ObsEva SA [NASDAQ: OBSV] disclosed that the New Drug Application (NDA) for Linzagolix for the management of heavy menstrual bleeding associated with uterine fibroids in premenopausal women has been acknowledged for evaluation by the US FDA. This announcement indicates an important achievement not only in the Linzagolix clinical development process, but for Obseva as a company, and more importantly, the millions of women suffering from uterine fibroids throughout the US.

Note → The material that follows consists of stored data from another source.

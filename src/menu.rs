//! The settings menu model.
//!
//! A `Menu` is a fixed, ordered list of machine settings built once at
//! startup. Each `Setting` pairs a value with its kind; the edit path in
//! `ui::selection` mutates values exclusively through [`Setting::adjust`],
//! which enforces the per-kind adjustment rules.

use crate::api::Target;
use crate::config::{FLOAT_STEP, MAX_MENU_ENTRIES};
use core::fmt::Write;
use heapless::{String, Vec};
use num_traits::float::FloatCore;

/// Opaque presentation token for an entry's icon. The UI logic never
/// inspects it; the renderer maps it to a glyph.
#[derive(Clone, Copy, Debug, PartialEq, Eq)]
#[cfg_attr(feature = "defmt", derive(defmt::Format))]
pub enum Icon {
    Power,
    Thermometer,
    Steam,
    Drops,
    Timer,
    Chart,
}

/// The kind of value a setting holds.
#[derive(Clone, Copy, Debug, PartialEq, Eq)]
#[cfg_attr(feature = "defmt", derive(defmt::Format))]
pub enum ValueKind {
    Boolean,
    Integer,
    Float,
    /// Display-only entry; the edit path never mutates it.
    ReadOnlyInfo,
}

/// A setting's current value. The variant always matches the setting's kind.
#[derive(Clone, Copy, Debug, PartialEq)]
#[cfg_attr(feature = "defmt", derive(defmt::Format))]
pub enum Value {
    Bool(bool),
    Int(i32),
    Float(f32),
    Info(&'static str),
}

impl Value {
    /// The kind this value belongs to.
    pub fn kind(&self) -> ValueKind {
        match self {
            Value::Bool(_) => ValueKind::Boolean,
            Value::Int(_) => ValueKind::Integer,
            Value::Float(_) => ValueKind::Float,
            Value::Info(_) => ValueKind::ReadOnlyInfo,
        }
    }

    /// Render the value as display text ("ON", "93.0", "1", ...).
    pub fn text(&self) -> String<16> {
        let mut s = String::new();
        let _ = match self {
            Value::Bool(true) => s.push_str("ON"),
            Value::Bool(false) => s.push_str("OFF"),
            Value::Int(v) => write!(s, "{}", v).map_err(|_| ()),
            Value::Float(v) => write!(s, "{:.1}", v).map_err(|_| ()),
            Value::Info(t) => s.push_str(t),
        };
        s
    }
}

/// One controllable machine parameter.
#[derive(Clone, Copy, Debug, PartialEq)]
pub struct Setting {
    /// Identifier, unique within the menu.
    pub name: &'static str,
    /// Presentation token, irrelevant to logic.
    pub icon: Icon,
    /// Current value; variant matches the entry's kind.
    pub value: Value,
    /// Outbound command this setting maps to; `None` for read-only entries.
    pub target: Option<Target>,
}

impl Setting {
    /// Apply a rotation delta to the value, per the kind's adjustment rule.
    ///
    /// Returns `true` if the value changed (an edit event for the
    /// dispatcher). A zero delta and ReadOnlyInfo entries change nothing.
    ///
    /// Rules:
    /// - Boolean: any nonzero delta toggles once, direction-insensitive.
    /// - Integer: saturating `value += delta`, unranged.
    /// - Float: `value += delta * FLOAT_STEP`, then rounded to one decimal
    ///   place so repeated adjustments never accumulate visible drift.
    pub fn adjust(&mut self, delta: i32) -> bool {
        if delta == 0 {
            return false;
        }
        match &mut self.value {
            Value::Bool(b) => {
                *b = !*b;
                true
            }
            Value::Int(v) => {
                *v = v.saturating_add(delta);
                true
            }
            Value::Float(v) => {
                // Round to one decimal so float drift never becomes visible.
                *v = FloatCore::round((*v + delta as f32 * FLOAT_STEP) * 10.0) / 10.0;
                true
            }
            Value::Info(_) => false,
        }
    }
}

/// Ordered, fixed-length sequence of settings. Order defines both ring
/// position and navigation wrap order.
#[derive(Clone, Debug)]
pub struct Menu {
    entries: Vec<Setting, MAX_MENU_ENTRIES>,
}

impl Menu {
    /// Build a menu from a static entry list.
    ///
    /// Panics if the list is empty or exceeds [`MAX_MENU_ENTRIES`]; both are
    /// configuration errors caught at startup.
    pub fn from_entries(entries: &[Setting]) -> Self {
        assert!(!entries.is_empty(), "menu must have at least one entry");
        let mut v: Vec<Setting, MAX_MENU_ENTRIES> = Vec::new();
        for e in entries {
            v.push(*e).expect("menu capacity exceeded");
        }
        Self { entries: v }
    }

    /// The default La Marzocco control menu.
    pub fn machine_default() -> Self {
        Self::from_entries(&[
            Setting {
                name: "Power",
                icon: Icon::Power,
                value: Value::Bool(false),
                target: Some(Target::Power),
            },
            Setting {
                name: "Temp",
                icon: Icon::Thermometer,
                value: Value::Float(93.0),
                target: Some(Target::BoilerTemperature),
            },
            Setting {
                name: "Steam",
                icon: Icon::Steam,
                value: Value::Int(1),
                target: Some(Target::SteamLevel),
            },
            Setting {
                name: "Pre-Inf",
                icon: Icon::Drops,
                value: Value::Bool(true),
                target: Some(Target::Preinfusion),
            },
            Setting {
                name: "Timer",
                icon: Icon::Timer,
                value: Value::Info("0s"),
                target: None,
            },
            Setting {
                name: "Stats",
                icon: Icon::Chart,
                value: Value::Info("--"),
                target: None,
            },
        ])
    }

    pub fn len(&self) -> usize {
        self.entries.len()
    }

    pub fn is_empty(&self) -> bool {
        self.entries.is_empty()
    }

    pub fn get(&self, index: usize) -> &Setting {
        &self.entries[index]
    }

    pub fn get_mut(&mut self, index: usize) -> &mut Setting {
        &mut self.entries[index]
    }

    /// All entries in ring order.
    pub fn entries(&self) -> &[Setting] {
        &self.entries
    }
}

It has been disclosed that the FDA set a target action date of September 13, 2022, for this NDA under the Prescription Drug User Fee Act (PDUFA). The submission is based on data from the two-Phase III PRIMROSE studies. The Phase III PRIMROSE studies of Linzagolix examined the efficacy and safety of two dosing regimens, 100mg once daily and 200mg once daily, alone or in combination with hormonal ABT for the cure of heavy menstrual bleeding associated with uterine fibroids.
Furthermore, the NDA submission includes positive 24-week treatment results from both studies, as well as helpful outcomes from Week 52 and the 76-week post-treatment follow-up. Moreover, the Linzagolix MAA was certified by EMA with an acceptance recommendation from the CHMP probably in Q4 2021.
Additionally, Obseva has declared earlier that the company has entered into a collaboration agreement with Syneos Health to provide support for the promotion of Linzagolix in the US and EU. The company believed that Linzagolix has a diverse profile and if it is accepted, would be the first and only GnRH receptor antagonist with flexible dosing options for uterine fibroids.